Task item: Show, from the entries below, every line in which "BTreeMap" appears.

Extracted records:
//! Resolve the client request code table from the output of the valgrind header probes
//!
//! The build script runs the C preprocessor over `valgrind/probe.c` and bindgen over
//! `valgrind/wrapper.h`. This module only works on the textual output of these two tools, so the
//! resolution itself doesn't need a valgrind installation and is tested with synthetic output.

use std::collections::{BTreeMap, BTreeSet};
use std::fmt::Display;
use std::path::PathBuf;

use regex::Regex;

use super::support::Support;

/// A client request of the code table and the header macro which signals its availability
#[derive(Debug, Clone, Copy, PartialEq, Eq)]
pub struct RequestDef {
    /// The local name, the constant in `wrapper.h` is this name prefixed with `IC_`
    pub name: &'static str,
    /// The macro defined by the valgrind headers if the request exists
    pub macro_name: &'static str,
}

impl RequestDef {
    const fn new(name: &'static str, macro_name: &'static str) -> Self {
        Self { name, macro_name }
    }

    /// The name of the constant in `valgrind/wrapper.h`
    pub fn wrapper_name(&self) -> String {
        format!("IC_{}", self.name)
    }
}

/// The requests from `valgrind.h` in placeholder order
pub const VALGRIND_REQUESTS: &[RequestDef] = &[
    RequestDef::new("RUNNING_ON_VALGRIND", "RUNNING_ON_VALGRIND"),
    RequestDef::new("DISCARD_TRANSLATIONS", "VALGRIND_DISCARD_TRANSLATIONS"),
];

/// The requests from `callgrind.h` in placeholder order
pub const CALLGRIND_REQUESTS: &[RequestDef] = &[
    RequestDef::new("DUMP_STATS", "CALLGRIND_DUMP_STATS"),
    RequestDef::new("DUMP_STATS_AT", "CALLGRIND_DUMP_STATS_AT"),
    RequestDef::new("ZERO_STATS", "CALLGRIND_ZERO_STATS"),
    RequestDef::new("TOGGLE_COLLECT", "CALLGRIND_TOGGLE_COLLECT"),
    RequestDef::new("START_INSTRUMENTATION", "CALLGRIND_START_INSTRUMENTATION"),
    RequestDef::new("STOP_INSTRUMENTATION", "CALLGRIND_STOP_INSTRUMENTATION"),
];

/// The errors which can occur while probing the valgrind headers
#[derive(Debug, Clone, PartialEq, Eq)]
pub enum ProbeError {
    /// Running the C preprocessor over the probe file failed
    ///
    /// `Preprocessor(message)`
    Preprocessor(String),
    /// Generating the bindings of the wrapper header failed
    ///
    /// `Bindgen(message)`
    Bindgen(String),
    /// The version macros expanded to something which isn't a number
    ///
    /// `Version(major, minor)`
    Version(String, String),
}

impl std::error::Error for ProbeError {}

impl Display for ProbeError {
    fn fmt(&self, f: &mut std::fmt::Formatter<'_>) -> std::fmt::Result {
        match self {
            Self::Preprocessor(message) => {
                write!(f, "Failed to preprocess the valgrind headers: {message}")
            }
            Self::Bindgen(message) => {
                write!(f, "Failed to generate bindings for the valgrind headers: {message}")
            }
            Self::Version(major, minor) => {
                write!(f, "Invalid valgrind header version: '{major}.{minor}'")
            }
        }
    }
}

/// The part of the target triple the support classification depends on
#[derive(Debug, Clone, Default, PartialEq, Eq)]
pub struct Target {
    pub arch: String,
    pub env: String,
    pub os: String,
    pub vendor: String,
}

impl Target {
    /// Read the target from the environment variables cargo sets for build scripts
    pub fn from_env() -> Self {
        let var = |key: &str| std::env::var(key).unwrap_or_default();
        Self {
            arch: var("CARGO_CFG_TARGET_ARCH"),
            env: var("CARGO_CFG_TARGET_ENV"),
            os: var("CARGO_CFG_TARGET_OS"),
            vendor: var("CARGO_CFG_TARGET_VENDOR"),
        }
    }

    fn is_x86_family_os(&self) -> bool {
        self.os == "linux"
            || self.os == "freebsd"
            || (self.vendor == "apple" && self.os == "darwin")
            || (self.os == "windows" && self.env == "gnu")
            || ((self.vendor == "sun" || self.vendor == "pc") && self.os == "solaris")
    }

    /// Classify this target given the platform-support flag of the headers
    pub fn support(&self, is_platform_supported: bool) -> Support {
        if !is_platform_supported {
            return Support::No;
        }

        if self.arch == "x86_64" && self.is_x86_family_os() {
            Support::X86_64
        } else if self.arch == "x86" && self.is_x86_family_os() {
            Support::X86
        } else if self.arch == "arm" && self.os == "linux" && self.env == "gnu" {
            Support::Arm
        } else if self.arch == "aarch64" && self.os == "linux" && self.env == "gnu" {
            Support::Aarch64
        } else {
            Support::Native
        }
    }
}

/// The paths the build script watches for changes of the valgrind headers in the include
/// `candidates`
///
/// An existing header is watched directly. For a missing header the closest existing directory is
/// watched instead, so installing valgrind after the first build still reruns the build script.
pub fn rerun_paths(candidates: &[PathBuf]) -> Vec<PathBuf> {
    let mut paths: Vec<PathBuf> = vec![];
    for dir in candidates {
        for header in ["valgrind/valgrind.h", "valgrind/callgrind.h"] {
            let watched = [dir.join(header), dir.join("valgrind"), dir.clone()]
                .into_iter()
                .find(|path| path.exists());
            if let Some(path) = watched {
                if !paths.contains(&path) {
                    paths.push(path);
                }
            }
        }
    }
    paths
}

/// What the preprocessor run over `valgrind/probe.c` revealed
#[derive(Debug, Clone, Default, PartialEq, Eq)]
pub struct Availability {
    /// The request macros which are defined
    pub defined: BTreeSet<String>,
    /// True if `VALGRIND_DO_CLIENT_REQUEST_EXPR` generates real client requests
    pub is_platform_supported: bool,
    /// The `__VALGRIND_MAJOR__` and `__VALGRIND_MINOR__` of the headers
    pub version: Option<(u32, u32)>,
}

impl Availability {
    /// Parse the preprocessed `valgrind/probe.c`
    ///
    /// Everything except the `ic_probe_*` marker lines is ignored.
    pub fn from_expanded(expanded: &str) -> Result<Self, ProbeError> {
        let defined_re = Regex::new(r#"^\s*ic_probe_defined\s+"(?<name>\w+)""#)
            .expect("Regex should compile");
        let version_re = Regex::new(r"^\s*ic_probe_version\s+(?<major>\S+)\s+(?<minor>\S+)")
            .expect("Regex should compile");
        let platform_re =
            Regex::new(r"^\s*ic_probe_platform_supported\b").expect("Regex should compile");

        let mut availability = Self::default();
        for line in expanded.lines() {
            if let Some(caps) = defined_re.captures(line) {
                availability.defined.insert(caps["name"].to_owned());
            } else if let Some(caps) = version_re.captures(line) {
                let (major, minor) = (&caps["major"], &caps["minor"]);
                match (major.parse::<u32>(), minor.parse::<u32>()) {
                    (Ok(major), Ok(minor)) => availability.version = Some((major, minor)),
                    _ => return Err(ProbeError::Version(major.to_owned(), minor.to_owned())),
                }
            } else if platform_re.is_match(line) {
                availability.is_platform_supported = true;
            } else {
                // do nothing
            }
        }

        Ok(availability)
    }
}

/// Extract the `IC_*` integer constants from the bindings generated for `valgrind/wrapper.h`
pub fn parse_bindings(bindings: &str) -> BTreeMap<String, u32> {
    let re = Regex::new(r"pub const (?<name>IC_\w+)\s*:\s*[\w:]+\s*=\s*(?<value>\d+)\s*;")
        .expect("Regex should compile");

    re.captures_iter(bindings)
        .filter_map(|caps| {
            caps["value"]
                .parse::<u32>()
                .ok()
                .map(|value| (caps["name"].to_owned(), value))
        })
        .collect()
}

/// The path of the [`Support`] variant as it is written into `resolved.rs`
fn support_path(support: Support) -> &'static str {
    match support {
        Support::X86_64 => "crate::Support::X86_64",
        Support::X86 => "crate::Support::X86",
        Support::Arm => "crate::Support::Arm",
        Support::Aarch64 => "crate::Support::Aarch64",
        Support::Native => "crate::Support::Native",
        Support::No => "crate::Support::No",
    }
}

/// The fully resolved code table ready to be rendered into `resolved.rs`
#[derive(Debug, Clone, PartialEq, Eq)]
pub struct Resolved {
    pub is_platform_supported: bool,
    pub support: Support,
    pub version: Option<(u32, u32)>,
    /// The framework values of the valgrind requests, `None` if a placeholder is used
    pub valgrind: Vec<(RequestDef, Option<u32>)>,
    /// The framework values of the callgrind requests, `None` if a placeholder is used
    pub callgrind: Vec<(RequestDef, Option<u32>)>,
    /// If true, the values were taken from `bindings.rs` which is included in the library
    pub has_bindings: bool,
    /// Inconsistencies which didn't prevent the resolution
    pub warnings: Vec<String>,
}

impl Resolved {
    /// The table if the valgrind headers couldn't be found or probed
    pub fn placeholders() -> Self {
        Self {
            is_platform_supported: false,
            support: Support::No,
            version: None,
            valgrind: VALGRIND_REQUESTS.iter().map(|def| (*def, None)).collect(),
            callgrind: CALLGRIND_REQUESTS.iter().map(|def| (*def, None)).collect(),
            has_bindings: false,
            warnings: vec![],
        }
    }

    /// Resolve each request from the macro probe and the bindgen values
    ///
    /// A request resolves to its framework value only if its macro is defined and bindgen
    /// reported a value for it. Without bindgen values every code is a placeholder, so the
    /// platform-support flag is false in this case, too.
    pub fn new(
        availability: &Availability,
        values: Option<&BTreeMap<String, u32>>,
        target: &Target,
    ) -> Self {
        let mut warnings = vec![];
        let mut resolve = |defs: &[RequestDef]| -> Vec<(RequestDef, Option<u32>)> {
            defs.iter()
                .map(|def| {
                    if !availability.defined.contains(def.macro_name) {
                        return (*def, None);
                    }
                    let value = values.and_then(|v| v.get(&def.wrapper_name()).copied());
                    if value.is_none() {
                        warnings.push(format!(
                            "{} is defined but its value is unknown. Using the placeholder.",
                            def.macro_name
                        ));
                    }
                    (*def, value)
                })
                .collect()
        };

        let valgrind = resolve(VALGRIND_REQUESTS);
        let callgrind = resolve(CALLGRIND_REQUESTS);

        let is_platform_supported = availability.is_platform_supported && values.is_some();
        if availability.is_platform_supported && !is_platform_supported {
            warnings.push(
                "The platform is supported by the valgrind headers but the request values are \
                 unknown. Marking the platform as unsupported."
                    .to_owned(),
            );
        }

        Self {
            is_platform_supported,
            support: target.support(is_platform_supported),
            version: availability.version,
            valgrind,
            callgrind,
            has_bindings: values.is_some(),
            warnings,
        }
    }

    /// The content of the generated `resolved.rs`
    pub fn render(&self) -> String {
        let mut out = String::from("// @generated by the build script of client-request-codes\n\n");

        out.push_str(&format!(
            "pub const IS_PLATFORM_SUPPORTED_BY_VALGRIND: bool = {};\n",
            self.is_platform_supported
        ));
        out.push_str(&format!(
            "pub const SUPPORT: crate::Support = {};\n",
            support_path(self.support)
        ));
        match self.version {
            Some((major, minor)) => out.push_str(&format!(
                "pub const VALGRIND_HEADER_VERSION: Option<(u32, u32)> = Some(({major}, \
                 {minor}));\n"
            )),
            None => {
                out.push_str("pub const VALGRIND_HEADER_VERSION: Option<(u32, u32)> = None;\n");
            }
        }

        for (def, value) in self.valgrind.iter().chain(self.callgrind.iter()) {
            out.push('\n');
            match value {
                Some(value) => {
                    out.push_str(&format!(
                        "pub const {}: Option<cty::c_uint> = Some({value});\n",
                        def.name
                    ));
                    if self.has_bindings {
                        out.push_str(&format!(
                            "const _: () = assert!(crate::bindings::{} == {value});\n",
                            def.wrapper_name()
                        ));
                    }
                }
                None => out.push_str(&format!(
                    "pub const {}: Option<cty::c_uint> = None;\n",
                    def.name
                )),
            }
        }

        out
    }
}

==

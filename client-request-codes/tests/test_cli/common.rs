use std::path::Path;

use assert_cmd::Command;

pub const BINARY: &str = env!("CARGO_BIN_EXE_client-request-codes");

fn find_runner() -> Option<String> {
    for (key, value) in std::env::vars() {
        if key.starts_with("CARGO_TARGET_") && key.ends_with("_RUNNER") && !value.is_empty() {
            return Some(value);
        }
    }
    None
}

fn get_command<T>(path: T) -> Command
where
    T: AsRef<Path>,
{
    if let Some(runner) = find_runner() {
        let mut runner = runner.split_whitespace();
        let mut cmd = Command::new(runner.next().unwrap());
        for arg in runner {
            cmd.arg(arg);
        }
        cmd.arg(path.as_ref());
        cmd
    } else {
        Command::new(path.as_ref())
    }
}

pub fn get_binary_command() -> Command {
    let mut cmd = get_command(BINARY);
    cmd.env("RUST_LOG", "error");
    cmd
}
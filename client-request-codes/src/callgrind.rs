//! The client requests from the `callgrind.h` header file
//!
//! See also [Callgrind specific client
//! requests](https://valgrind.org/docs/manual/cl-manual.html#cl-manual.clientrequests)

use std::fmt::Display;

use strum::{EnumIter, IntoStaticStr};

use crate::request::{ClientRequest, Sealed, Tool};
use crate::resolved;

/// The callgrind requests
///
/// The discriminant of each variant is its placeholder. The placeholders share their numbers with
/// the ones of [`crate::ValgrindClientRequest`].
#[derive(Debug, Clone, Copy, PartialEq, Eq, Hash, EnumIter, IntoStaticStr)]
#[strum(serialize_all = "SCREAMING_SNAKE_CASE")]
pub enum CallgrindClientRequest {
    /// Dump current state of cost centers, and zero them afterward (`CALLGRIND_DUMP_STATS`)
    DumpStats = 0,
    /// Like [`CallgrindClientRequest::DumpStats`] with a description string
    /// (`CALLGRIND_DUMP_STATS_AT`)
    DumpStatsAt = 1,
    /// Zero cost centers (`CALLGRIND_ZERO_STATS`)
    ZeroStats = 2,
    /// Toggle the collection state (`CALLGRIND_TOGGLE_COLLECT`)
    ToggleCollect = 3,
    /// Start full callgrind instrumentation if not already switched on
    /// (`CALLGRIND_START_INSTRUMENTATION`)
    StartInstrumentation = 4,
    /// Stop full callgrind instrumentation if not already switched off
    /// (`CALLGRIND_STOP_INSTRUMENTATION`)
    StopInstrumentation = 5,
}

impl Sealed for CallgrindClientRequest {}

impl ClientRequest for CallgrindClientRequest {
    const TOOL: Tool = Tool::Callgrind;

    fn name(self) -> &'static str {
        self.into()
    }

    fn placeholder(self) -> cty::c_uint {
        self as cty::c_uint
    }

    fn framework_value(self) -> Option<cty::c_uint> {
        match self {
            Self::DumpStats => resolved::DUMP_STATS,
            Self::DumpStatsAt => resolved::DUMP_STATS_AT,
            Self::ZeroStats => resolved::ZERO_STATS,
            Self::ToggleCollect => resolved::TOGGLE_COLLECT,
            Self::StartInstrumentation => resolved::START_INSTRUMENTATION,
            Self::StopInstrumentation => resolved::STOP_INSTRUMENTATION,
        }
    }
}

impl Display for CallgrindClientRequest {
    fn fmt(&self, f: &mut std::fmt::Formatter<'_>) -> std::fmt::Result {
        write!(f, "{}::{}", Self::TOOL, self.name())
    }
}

Result of this exercise:
use std::collections::{BTreeMap, BTreeSet};
pub fn parse_bindings(bindings: &str) -> BTreeMap<String, u32> {
        values: Option<&BTreeMap<String, u32>>,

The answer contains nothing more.